▸ **Data extracts**:
_____

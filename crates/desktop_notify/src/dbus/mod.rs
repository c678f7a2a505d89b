//! # DBus interface proxies
//!
//! The proxy follows the `org.freedesktop.Notifications` interface from the [Desktop Notifications
//! Specification](https://specifications.freedesktop.org/notification-spec/latest/protocol.html),
//! in the shape [zbus-xmlgen](https://docs.rs/crate/zbus_xmlgen/latest) generates.

mod dbus_notifications;
pub use dbus_notifications::*;
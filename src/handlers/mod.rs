pub mod inventory;
pub mod products;

use axum::{http::StatusCode, Json};
use serde_json::json;

use crate::error::AppError;

pub const SERVICE_NAME: &str = "Product Inventory API";

pub async fn health() -> (StatusCode, Json<serde_json::Value>) {
    (
        StatusCode::OK,
        Json(json!({
            "status": "healthy",
            "service": SERVICE_NAME,
            "version": env!("CARGO_PKG_VERSION"),
        })),
    )
}

pub async fn fallback() -> AppError {
    AppError::NotFound("Not Found".to_string())
}

pub async fn method_not_allowed() -> (StatusCode, Json<serde_json::Value>) {
    (
        StatusCode::METHOD_NOT_ALLOWED,
        Json(json!({ "detail": "Method Not Allowed" })),
    )
}
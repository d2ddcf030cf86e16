use std::sync::Arc;

use axum::{middleware, routing::get, Router};
use tower::ServiceBuilder;
use tower_http::{cors::CorsLayer, trace::TraceLayer};
use tracing::{info, warn};

mod auth;
mod catalog;
mod config;
mod error;
mod handlers;
mod models;
mod seed;


use crate::catalog::Catalog;
use crate::config::Config;

/// Shared application state. Everything behind it is read-only after startup,
/// so handlers share it without locks.
#[derive(Clone)]
pub struct AppState {
    pub catalog: Arc<Catalog>,
    pub config: Arc<Config>,
}

#[tokio::main]
async fn main() -> anyhow::Result<()> {
    // Load .env if present (ignored in production where env vars are injected)
    dotenv::dotenv().ok();

    tracing_subscriber::fmt()
        .with_env_filter(
            tracing_subscriber::EnvFilter::try_from_default_env()
                .unwrap_or_else(|_| tracing_subscriber::EnvFilter::new("info,product_inventory_api=debug")),
        )
        .with_target(false)
        .compact()
        .init();

    let config = Config::from_env()?;

    info!("╔══════════════════════════════════════╗");
    info!("║  Product Inventory API — Rust + Axum ║");
    info!("╚══════════════════════════════════════╝");

    if config.uses_default_key() {
        warn!("API_KEY not set; using the built-in development key");
    }

    let state = AppState {
        catalog: Arc::new(seed::seed_catalog()),
        config: Arc::new(config),
    };

    let addr = state.config.bind_addr();
    let app = build_router(state);

    info!("Listening on http://{}", addr);

    let listener = tokio::net::TcpListener::bind(&addr).await?;
    axum::serve(listener, app).await?;

    Ok(())
}

fn build_router(state: AppState) -> Router {
    // ── Protected: require x-api-key ────────────────────────────────────────
    let protected = Router::new()
        .route("/products", get(handlers::products::list_products))
        .route("/products/:product_id", get(handlers::products::get_product))
        .route("/inventory/summary", get(handlers::inventory::inventory_summary))
        .route("/inventory/alerts", get(handlers::inventory::stock_alerts))
        .route_layer(middleware::from_fn_with_state(
            state.clone(),
            auth::require_api_key,
        ));

    Router::new()
        // ── Health ──────────────────────────────────────────────────────────
        .route("/", get(handlers::health))
        .merge(protected)
        .fallback(handlers::fallback)
        .method_not_allowed_fallback(handlers::method_not_allowed)

        // ── Middleware ──────────────────────────────────────────────────────
        .layer(
            ServiceBuilder::new()
                .layer(TraceLayer::new_for_http())
                .layer(CorsLayer::permissive()),
        )
        .with_state(state)
}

_____

▸ **Aim of the task**: Please transcribe the entire listing exactly as given.

▸ **Your solution**:
filename crates/desktop_notify/src/dbus/mod.rs
repository c678f7a2a505d89b
//! # DBus interface proxies
//!
//! The proxy follows the `org.freedesktop.Notifications` interface from the [Desktop Notifications
//! Specification](https://specifications.freedesktop.org/notification-spec/latest/protocol.html),
//! in the shape [zbus-xmlgen](https://docs.rs/crate/zbus_xmlgen/latest) generates.

mod dbus_notifications;
pub use dbus_notifications::*;
filename src/handlers/mod.rs
pub mod inventory;
pub mod products;

use axum::{http::StatusCode, Json};
use serde_json::json;

use crate::error::AppError;

pub const SERVICE_NAME: &str = "Product Inventory API";

pub async fn health() -> (StatusCode, Json<serde_json::Value>) {
    (
        StatusCode::OK,
        Json(json!({
            "status": "healthy",
            "service": SERVICE_NAME,
            "version": env!("CARGO_PKG_VERSION"),
        })),
    )
}

pub async fn fallback() -> AppError {
    AppError::NotFound("Not Found".to_string())
}

pub async fn method_not_allowed() -> (StatusCode, Json<serde_json::Value>) {
    (
        StatusCode::METHOD_NOT_ALLOWED,
        Json(json!({ "detail": "Method Not Allowed" })),
    )
}
repository d2ddcf030cf86e16
use std::sync::Arc;

use axum::{middleware, routing::get, Router};
use tower::ServiceBuilder;
use tower_http::{cors::CorsLayer, trace::TraceLayer};
use tracing::{info, warn};

mod auth;
mod catalog;
mod config;
mod error;
mod handlers;
mod models;
mod seed;


use crate::catalog::Catalog;
use crate::config::Config;

/// Shared application state. Everything behind it is read-only after startup,
/// so handlers share it without locks.
#[derive(Clone)]
pub struct AppState {
    pub catalog: Arc<Catalog>,
    pub config: Arc<Config>,
}

#[tokio::main]
async fn main() -> anyhow::Result<()> {
    // Load .env if present (ignored in production where env vars are injected)
    dotenv::dotenv().ok();

    tracing_subscriber::fmt()
        .with_env_filter(
            tracing_subscriber::EnvFilter::try_from_default_env()
                .unwrap_or_else(|_| tracing_subscriber::EnvFilter::new("info,product_inventory_api=debug")),
        )
        .with_target(false)
        .compact()
        .init();

    let config = Config::from_env()?;

    info!("╔══════════════════════════════════════╗");
    info!("║  Product Inventory API — Rust + Axum ║");
    info!("╚══════════════════════════════════════╝");

    if config.uses_default_key() {
        warn!("API_KEY not set; using the built-in development key");
    }

    let state = AppState {
        catalog: Arc::new(seed::seed_catalog()),
        config: Arc::new(config),
    };

    let addr = state.config.bind_addr();
    let app = build_router(state);

    info!("Listening on http://{}", addr);

    let listener = tokio::net::TcpListener::bind(&addr).await?;
    axum::serve(listener, app).await?;

    Ok(())
}

fn build_router(state: AppState) -> Router {
    // ── Protected: require x-api-key ────────────────────────────────────────
    let protected = Router::new()
        .route("/products", get(handlers::products::list_products))
        .route("/products/:product_id", get(handlers::products::get_product))
        .route("/inventory/summary", get(handlers::inventory::inventory_summary))
        .route("/inventory/alerts", get(handlers::inventory::stock_alerts))
        .route_layer(middleware::from_fn_with_state(
            state.clone(),
            auth::require_api_key,
        ));

    Router::new()
        // ── Health ──────────────────────────────────────────────────────────
        .route("/", get(handlers::health))
        .merge(protected)
        .fallback(handlers::fallback)
        .method_not_allowed_fallback(handlers::method_not_allowed)

        // ── Middleware ──────────────────────────────────────────────────────
        .layer(
            ServiceBuilder::new()
                .layer(TraceLayer::new_for_http())
                .layer(CorsLayer::permissive()),
        )
        .with_state(state)
}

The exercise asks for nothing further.